You can’t force your mind to have no thoughts, because the wanting to have no thoughts is itself a thought. It is like desiring to have no desires. Don’t try to force stillness using the mind. It will be like putting a monkey in a straight jacket; the moment the monkey is let loose again it will go crazy.  If you are just suppressing your thoughts, it is called being Dharma-ridden; it is holding the monkey mind so it can’t move. Meditation is not suppressing thinking, but recognizing what is beyond thinking.

Don’t try to suppress your thoughts. Allow them to come and go without getting hooked by them.

    In brain science the default mode network is the area of the brain that is functioning when the brain is in a resting state. It is the background chatter or daydreaming mind of the typical human being. In the yogic traditions, this is called vikshepa; distraction or mental wandering.  Vikshepa must cease for Samadhi to arise. Recent studies in brain research using the FMRI have shown that in advanced meditators the default mode network is quieter. We cannot say that all advanced meditators no longer experience a constant thinking narrative in the head, but they generally experience much less of it. 

  The terms “nirvana” or “nirodha” (Buddhism), “nirvikalpa” or “asamprajnata” samadhi (the Vedic or yogic systems), “moksha” (Hinduism, Jainism and Sikhism), “hesychasm” (monastic or mystical Christianity), Fana (Sufism) and Kensho (Zen) all refer to a cessation of the automonous fluctuations of the limited mind which bring about identification. Patanjali said Samadhi is “Chitta Vritti Nirodha”- a cessation of the entanglement of awareness with the fluctuating whirlpool of mind. Cessation does not mean that you become brain dead or anything of the sort; the mind simply stops producing thoughts that interrupt your presence (the vrittis or kleshas are no longer produced). In day to day life the mind still works, and your memory, your reason, higher intellect, and the ego structure all continue to work. The mind is waiting to be used like a faithful servant. Just as the eyes see, ears hear, and all nervous system functions continue as normal, the mind continues to work, but we do not identify a sense of self with it. The limited self is nothing but unconscious preferences for something other than what is arising in the present moment. If mind is unlimited by egoic identification then it is inseparable from the great reality, the one mind apart from which nothing else exists.

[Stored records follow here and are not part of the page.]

//! Email whitelist: publish a root, then check membership with proofs

use allowlist_merkle::{
    HashFunction, Keccak256, LeafSet, MerkleError, Result, TreeBuilder, Verifier,
};

fn main() -> Result<()> {
    // List of email addresses to whitelist
    let emails = ["test1@gmail.com", "test2@gmail.com", "test3@gmail.com"];

    // Hash email addresses to get the leaves
    let leaves = LeafSet::from_values(&Keccak256, emails)?;

    // Create the tree with sorted pairs
    let builder = TreeBuilder::new(Keccak256).sort_pairs(true);
    let options = *builder.options();
    let tree = builder.build_from_leaves(leaves);

    println!("Root hash: {}", tree.root_hex());
    println!("{tree}");

    // Only the root is needed on the verifying side
    let root = tree.root().clone();
    let verifier = Verifier::new(Keccak256, options);

    let candidates = [
        "test1@gmail.com",
        "test2@gmail.com",
        "test3@gmail.com",
        "nobody@gmail.com",
    ];
    for value in candidates {
        let leaf = Keccak256.hash(value.as_bytes());
        let whitelisted = match tree.proof_for_leaf(&leaf) {
            Ok(proof) => {
                println!("{value}: proof {:?}", proof.to_hex());
                verifier.verify(&proof, &leaf, &root)?
            }
            Err(MerkleError::LeafNotFound(_)) => false,
            Err(err) => return Err(err),
        };
        println!("{value}: {whitelisted}");
    }

    Ok(())
}
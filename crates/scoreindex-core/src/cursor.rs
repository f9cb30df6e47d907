//! Sync cursor: persists the next block height to resume from.
//!
//! The cursor is a singleton record. Only the sync engine writes it, and only
//! after every event of a cycle has been applied, so a crash or failed cycle
//! leaves it pointing at the range that still needs to be processed.

use async_trait::async_trait;
use serde::{Deserialize, Serialize};
use std::sync::Mutex;

use crate::error::SyncError;

/// The persisted cursor record.
#[derive(Debug, Clone, PartialEq, Eq, Serialize, Deserialize)]
pub struct Cursor {
    /// Next block height to query.
    pub last_block: u64,
    /// Unix timestamp of the last write.
    pub updated_at: i64,
}

impl Cursor {
    pub fn new(last_block: u64) -> Self {
        Self {
            last_block,
            updated_at: chrono::Utc::now().timestamp(),
        }
    }
}

/// Trait for loading and saving the cursor.
///
/// Implementations: [`MemoryCursorStore`] and the SQLite backend in
/// `scoreindex-storage`.
#[async_trait]
pub trait CursorStore: Send + Sync {
    /// Load the cursor, or `None` on first run.
    async fn load_cursor(&self) -> Result<Option<Cursor>, SyncError>;

    /// Upsert the cursor.
    async fn save_cursor(&self, last_block: u64) -> Result<(), SyncError>;
}

// ─── In-memory store (for testing) ────────────────────────────────────────────

/// In-memory cursor store for tests and ephemeral runs.
#[derive(Default)]
pub struct MemoryCursorStore {
    cursor: Mutex<Option<Cursor>>,
}

impl MemoryCursorStore {
    pub fn new() -> Self {
        Self::default()
    }

    /// A store that already holds `last_block`.
    pub fn starting_at(last_block: u64) -> Self {
        Self {
            cursor: Mutex::new(Some(Cursor::new(last_block))),
        }
    }
}

#[async_trait]
impl CursorStore for MemoryCursorStore {
    async fn load_cursor(&self) -> Result<Option<Cursor>, SyncError> {
        Ok(self.cursor.lock().unwrap().clone())
    }

    async fn save_cursor(&self, last_block: u64) -> Result<(), SyncError> {
        *self.cursor.lock().unwrap() = Some(Cursor::new(last_block));
        Ok(())
    }
}

#[cfg(test)]
mod tests {
    use super::*;

    #[tokio::test]
    async fn memory_store_starts_empty() {
        let store = MemoryCursorStore::new();
        assert!(store.load_cursor().await.unwrap().is_none());
    }

    #[tokio::test]
    async fn memory_store_upserts() {
        let store = MemoryCursorStore::starting_at(100);
        assert_eq!(store.load_cursor().await.unwrap().unwrap().last_block, 100);

        store.save_cursor(111).await.unwrap();
        store.save_cursor(122).await.unwrap();
        assert_eq!(store.load_cursor().await.unwrap().unwrap().last_block, 122);
    }
}
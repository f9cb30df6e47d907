//! Point ledger: per-player point totals keyed by normalized address.
//!
//! Points never go negative: every backend floors decrements at zero
//! ([`apply_delta`] in memory, `MAX(point + delta, 0)` in SQL).

use async_trait::async_trait;
use serde::{Deserialize, Serialize};
use std::collections::HashMap;
use std::sync::Mutex;

use crate::error::SyncError;

/// A leaderboard entry.
#[derive(Debug, Clone, PartialEq, Eq, Serialize, Deserialize)]
pub struct Player {
    /// Normalized address (unique key).
    pub address: String,
    /// Point total, never below zero.
    pub point: u64,
    /// Display name; defaults to the address on creation.
    pub username: Option<String>,
}

impl Player {
    pub fn new(address: impl Into<String>, point: u64) -> Self {
        let address = address.into();
        Self {
            username: Some(address.clone()),
            address,
            point,
        }
    }
}

/// Result of [`PointLedger::upsert_player`].
#[derive(Debug, Clone, PartialEq, Eq)]
pub struct Upserted {
    pub player: Player,
    /// `true` if the record did not exist and was created with the default.
    pub created: bool,
}

/// Add `delta` to `point`, flooring at zero.
pub fn apply_delta(point: u64, delta: i64) -> u64 {
    if delta >= 0 {
        point.saturating_add(delta as u64)
    } else {
        point.saturating_sub(delta.unsigned_abs())
    }
}

/// Persistence contract for player point totals.
///
/// Every method is a single-record operation; none of them is transactional
/// with the cursor.
#[async_trait]
pub trait PointLedger: Send + Sync {
    /// Return the player at `address`, creating it with `default_point` if absent.
    async fn upsert_player(&self, address: &str, default_point: u64)
        -> Result<Upserted, SyncError>;

    /// Add `delta` to the player's total (floored at zero) and return the new record.
    ///
    /// Fails with [`SyncError::Store`] if the player does not exist.
    async fn increment_point(&self, address: &str, delta: i64) -> Result<Player, SyncError>;

    /// Look up a player without creating it.
    async fn get_player(&self, address: &str) -> Result<Option<Player>, SyncError>;

    /// The `limit` highest totals, ties broken by address.
    async fn top_players(&self, limit: usize) -> Result<Vec<Player>, SyncError>;

    /// Return the player at `address`, creating it with zero points if absent.
    async fn get_or_create_player(&self, address: &str) -> Result<Player, SyncError> {
        Ok(self.upsert_player(address, 0).await?.player)
    }
}

// ─── In-memory ledger (for testing) ──────────────────────────────────────────

/// In-memory point ledger for tests and ephemeral runs.
#[derive(Default)]
pub struct MemoryPointLedger {
    players: Mutex<HashMap<String, Player>>,
}

impl MemoryPointLedger {
    pub fn new() -> Self {
        Self::default()
    }

    /// Seed a player record directly.
    pub fn insert(&self, player: Player) {
        self.players
            .lock()
            .unwrap()
            .insert(player.address.clone(), player);
    }

    /// Number of player records.
    pub fn len(&self) -> usize {
        self.players.lock().unwrap().len()
    }

    pub fn is_empty(&self) -> bool {
        self.len() == 0
    }

    /// Point total for `address`, if the player exists.
    pub fn point_of(&self, address: &str) -> Option<u64> {
        self.players.lock().unwrap().get(address).map(|p| p.point)
    }
}

#[async_trait]
impl PointLedger for MemoryPointLedger {
    async fn upsert_player(
        &self,
        address: &str,
        default_point: u64,
    ) -> Result<Upserted, SyncError> {
        let mut players = self.players.lock().unwrap();
        if let Some(existing) = players.get(address) {
            return Ok(Upserted {
                player: existing.clone(),
                created: false,
            });
        }
        let player = Player::new(address, default_point);
        players.insert(address.to_string(), player.clone());
        Ok(Upserted {
            player,
            created: true,
        })
    }

    async fn increment_point(&self, address: &str, delta: i64) -> Result<Player, SyncError> {
        let mut players = self.players.lock().unwrap();
        let player = players
            .get_mut(address)
            .ok_or_else(|| SyncError::Store(format!("player {address} not found")))?;
        player.point = apply_delta(player.point, delta);
        Ok(player.clone())
    }

    async fn get_player(&self, address: &str) -> Result<Option<Player>, SyncError> {
        Ok(self.players.lock().unwrap().get(address).cloned())
    }

    async fn top_players(&self, limit: usize) -> Result<Vec<Player>, SyncError> {
        let mut players: Vec<Player> = self.players.lock().unwrap().values().cloned().collect();
        players.sort_by(|a, b| b.point.cmp(&a.point).then_with(|| a.address.cmp(&b.address)));
        players.truncate(limit);
        Ok(players)
    }
}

    The primordial stillness is realized when the identification with the robotic self structure ceases and awareness as the ground of existence wakes up to itself. When identification ceases then eventually robotic activity ceases as the old patterns lose energy.  Like a fan that has been unplugged it takes time to wind down, and we must continue to be vigilant that we do not turn it back on by engaging in the old patterns until new energy patheways are completed. When energy is freed from the old patterns new energetic structures are grown (the tree of life or inner lotus), and eventually effort is not needed. Energy will naturally flow in the path of least resistance, like water naturally following the contour of a carved river bed. When energy flows from the root to the crown then one becomes a living bridge between the world of change and the unchanging ground of all being. This is what the spiritual masters have called sahaja samadhi, or a living samadhi integrated into and not separate from all human activity. It is possible to simultaneously “be still and know” and to “be in motion and know”, recognizing that it is only the limited mind that creates the duality between stillness and movement. This stateless state or open state is what Krishnamurti called “choiceless awareness”. Find out how to be present without thinking, without choosing, without preference, and without discrimination. I can’t tell you how, because if I give you any technique you will be paying attention to the technique rather than to what is actually arising in this moment. It is simply being attentive to, and equanimous with what is.